O deputado Nilto Tatto (PT-SP) reforçou que a cúpula tem a finalidade de avançar na elaboração da próxima declaração conjunta do OPCC, contendo o alinhamento de posições entre parlamentares da América Latina e do Caribe para a Conferência do Clima 30.

— O documento pretende, conforme convocatória, incluir temas prioritários e pontos de convergência para uma estratégia de desenvolvimento produtivo verde e a integração regional com foco nas transições do futuro. Tudo isso a partir de um balanço crítico dos avanços, lacunas e desafios após 30 anos de esforços pela implementação da agenda global do desenvolvimento sustentável — expôs o deputado.

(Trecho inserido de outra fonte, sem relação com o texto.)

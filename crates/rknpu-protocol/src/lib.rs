//! RKNPU hardware/ABI contract.
//!
//! This crate is the shared vocabulary between the scheduling core (`rknpu-core`), the hardware
//! model used in tests (`rknpu-sim`) and clients:
//! - [`regs`]: per-core MMIO offsets plus the fixed programming formulas,
//! - [`task`]: the 40-byte task record read out of task buffers,
//! - [`ioctl`]: submission, buffer and action request types.
#![forbid(unsafe_code)]

pub mod ioctl;
pub mod regs;
pub mod task;

pub use ioctl::{
    core_mask_bit, ActionCode, JobFlags, MemCreateArgs, MemCreated, MemFlags, MemSyncArgs,
    Request, Response, SubcoreTask, SubmitArgs, SubmitResult, SyncFlags, UnknownAction,
    CORE0_MASK, CORE1_MASK, CORE2_MASK, CORE_AUTO_MASK, DRIVER_VERSION_CODE, MAX_CORES,
    SUBCORE_TASK_SLOTS,
};
pub use task::RknpuTask;
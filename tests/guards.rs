mod common;

use std::time::Duration;

use common::*;
use pretty_assertions::assert_eq;
use rknpu::{GuardConfig, JobFlags, MemCreateArgs};
use rknpu_core::IommuProt;
use rknpu_sim::{Behavior, DMA_BASE, PAGE_SIZE, ZERO_PAGE_BASE};

/// Three one-page buffers with two unmapped pages after each.
fn spaced_rig() -> (Rig, rknpu::Session, u32) {
    let rig = rig_with(config(single_core(4095)), true, 2);
    let session = rig.device.open();
    let tasks = task_buffer(&rig.device, &session, 1);
    for _ in 0..2 {
        rig.device
            .mem_create(
                &session,
                &MemCreateArgs {
                    size: PAGE_SIZE,
                    ..Default::default()
                },
            )
            .unwrap();
    }
    (rig, session, tasks.handle)
}

#[test]
fn guard_pages_fill_holes_while_a_job_runs() {
    let (rig, session, tasks) = spaced_rig();
    rig.sim.set_behavior(Behavior::Manual);
    let iommu = rig.sim.iommu.clone().unwrap();

    let mut args = submit_args(tasks, 1, 0x1);
    args.flags |= JobFlags::NONBLOCK;
    rig.device.submit(&session, &args).unwrap();

    let guards = iommu.pages_backed_by(ZERO_PAGE_BASE);
    assert_eq!(guards.len(), 16 + 2 * 2);
    assert_eq!(guards.first(), Some(&(DMA_BASE - 16 * PAGE_SIZE)));
    // Hole after the first buffer.
    assert!(guards.contains(&(DMA_BASE + PAGE_SIZE)));
    assert!(guards.contains(&(DMA_BASE + 2 * PAGE_SIZE)));
    assert_eq!(
        iommu.mapping(DMA_BASE + PAGE_SIZE),
        Some((ZERO_PAGE_BASE, IommuProt::READ))
    );
    assert_eq!(rig.device.stats().guard_pages_mapped, 20);
    assert_eq!(rig.sim.dma.live_zero_pages(), 1);

    assert!(rig.sim.cores[0].finish());
    settle(&rig.device);
    assert!(wait_for(Duration::from_secs(5), || rig.sim.dma.live_zero_pages() == 0));
    assert!(iommu.pages_backed_by(ZERO_PAGE_BASE).is_empty());
    assert!(iommu.is_mapped(DMA_BASE));
}

#[test]
fn blocking_submission_removes_guards_before_returning() {
    let (rig, session, tasks) = spaced_rig();
    let iommu = rig.sim.iommu.clone().unwrap();
    let mapped = iommu.mapped_pages();

    rig.device.submit(&session, &submit_args(tasks, 1, 0x1)).unwrap();
    assert_eq!(iommu.mapped_pages(), mapped);
    assert_eq!(rig.sim.dma.live_zero_pages(), 0);
    assert_eq!(rig.device.stats().guard_pages_mapped, 20);
}

#[test]
fn guard_pages_are_capped_per_submission() {
    let cfg = rknpu::DeviceConfig {
        guard: GuardConfig {
            max_pages: 5,
            ..Default::default()
        },
        ..config(single_core(4095))
    };
    let rig = rig_with(cfg, true, 2);
    rig.sim.set_behavior(Behavior::Manual);
    let session = rig.device.open();
    let tasks = task_buffer(&rig.device, &session, 1);

    let mut args = submit_args(tasks.handle, 1, 0x1);
    args.flags |= JobFlags::NONBLOCK;
    rig.device.submit(&session, &args).unwrap();
    let iommu = rig.sim.iommu.as_ref().unwrap();
    assert_eq!(iommu.pages_backed_by(ZERO_PAGE_BASE).len(), 5);

    assert!(rig.sim.cores[0].finish());
    settle(&rig.device);
}

#[test]
fn no_guards_without_translation() {
    let rig = rig_with(config(single_core(4095)), false, 2);
    let session = rig.device.open();
    let tasks = task_buffer(&rig.device, &session, 1);

    rig.device.submit(&session, &submit_args(tasks.handle, 1, 0x1)).unwrap();
    assert_eq!(rig.device.stats().guard_pages_mapped, 0);
    assert_eq!(rig.sim.dma.live_zero_pages(), 0);
}
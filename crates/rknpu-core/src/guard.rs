//! Guard pages around session buffers.
//!
//! The NPU prefetches past the end of command buffers. When the prefetch lands on an unmapped
//! device address the IOMMU faults and the whole job is lost, so before a submission the holes
//! between a session's buffers (and a window below the lowest one) are filled with read-only
//! mappings of one zeroed page.

use std::ops::Range;
use std::sync::Arc;

use tracing::{debug, warn};

use crate::config::GuardConfig;
use crate::hw::{DmaMemory, Iommu, IommuProt, PhysPage};

/// Page-aligned device address ranges that should receive guard pages, in ascending order.
///
/// `buffers` may be unsorted and may overlap. The first region is the `below_pages` window
/// under the lowest buffer, present only when it fits above address zero; the rest are the
/// page-aligned holes between buffers.
pub fn plan_guard_regions(buffers: &[Range<u64>], cfg: &GuardConfig) -> Vec<Range<u64>> {
    let page = cfg.page_size;
    let mut sorted: Vec<Range<u64>> = buffers.iter().filter(|r| !r.is_empty()).cloned().collect();
    sorted.sort_by_key(|r| r.start);

    let Some(lowest) = sorted.first() else {
        return Vec::new();
    };

    let mut regions = Vec::new();
    let below = cfg.below_pages.saturating_mul(page);
    if below != 0 && lowest.start >= below {
        regions.push(lowest.start - below..lowest.start);
    }

    let mut covered_to = lowest.end;
    for next in &sorted[1..] {
        let gap_start = covered_to.checked_add(page - 1).map(|a| a & !(page - 1));
        let gap_end = next.start & !(page - 1);
        if let Some(gap_start) = gap_start {
            if gap_start < gap_end {
                regions.push(gap_start..gap_end);
            }
        }
        covered_to = covered_to.max(next.end);
    }
    regions
}

/// Guard mappings installed for one submission; dropping the set removes them.
pub struct GuardSet {
    iommu: Arc<dyn Iommu>,
    dma: Arc<dyn DmaMemory>,
    page: Option<PhysPage>,
    page_size: u64,
    mapped: Vec<u64>,
}

impl GuardSet {
    /// Maps guard pages over `regions`, stopping once `max_pages` mappings exist.
    ///
    /// Pages that fail to map (typically because the address is already in use) are skipped and
    /// do not count towards the limit. Failing to get the zero page yields an empty set.
    pub fn map(
        iommu: Arc<dyn Iommu>,
        dma: Arc<dyn DmaMemory>,
        regions: &[Range<u64>],
        cfg: &GuardConfig,
    ) -> Self {
        let mut set = Self {
            iommu,
            dma,
            page: None,
            page_size: cfg.page_size,
            mapped: Vec::new(),
        };
        if regions.is_empty() || cfg.max_pages == 0 {
            return set;
        }

        let page = match set.dma.alloc_zeroed_page() {
            Ok(page) => page,
            Err(err) => {
                warn!(%err, "no zero page for guard mappings");
                return set;
            }
        };
        set.page = Some(page);

        'regions: for (index, region) in regions.iter().enumerate() {
            let before = set.mapped.len();
            let mut iova = region.start;
            while iova < region.end {
                if set.mapped.len() >= cfg.max_pages {
                    break 'regions;
                }
                if set
                    .iommu
                    .map(iova, page.phys_addr, cfg.page_size, IommuProt::READ)
                    .is_ok()
                {
                    set.mapped.push(iova);
                }
                iova += cfg.page_size;
            }
            debug!(
                region = index,
                start = region.start,
                end = region.end,
                mapped = set.mapped.len() - before,
                pages = (region.end - region.start) / cfg.page_size,
                "guard region"
            );
        }
        debug!(pages = set.mapped.len(), regions = regions.len(), "guard pages mapped");
        set
    }

    pub fn len(&self) -> usize {
        self.mapped.len()
    }

    pub fn is_empty(&self) -> bool {
        self.mapped.is_empty()
    }

    pub fn iovas(&self) -> &[u64] {
        &self.mapped
    }
}

impl std::fmt::Debug for GuardSet {
    fn fmt(&self, f: &mut std::fmt::Formatter<'_>) -> std::fmt::Result {
        f.debug_struct("GuardSet")
            .field("pages", &self.mapped.len())
            .finish_non_exhaustive()
    }
}

impl Drop for GuardSet {
    fn drop(&mut self) {
        for iova in self.mapped.drain(..) {
            self.iommu.unmap(iova, self.page_size);
        }
        if let Some(page) = self.page.take() {
            self.dma.free_page(page);
        }
    }
}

Presidente da COP 30, o embaixador André Corrêa do Lago defendeu um mutirão global na preparação da conferência mundial sobre as mudanças climáticas. Para o diplomata, as discussões sobre transição justa são provavelmente as negociações mais delicadas e mais importantes da COP30.

— Tudo vai residir em como nós podemos conquistar a todos nessa agenda pela transição justa, porque, se não for uma transição justa, na Europa os eleitores estão votando para aqueles que criticam o aumento do preço da energia; nos nossos países em desenvolvimento, a eliminação de certas atividades que criam desemprego — afirmou Lago.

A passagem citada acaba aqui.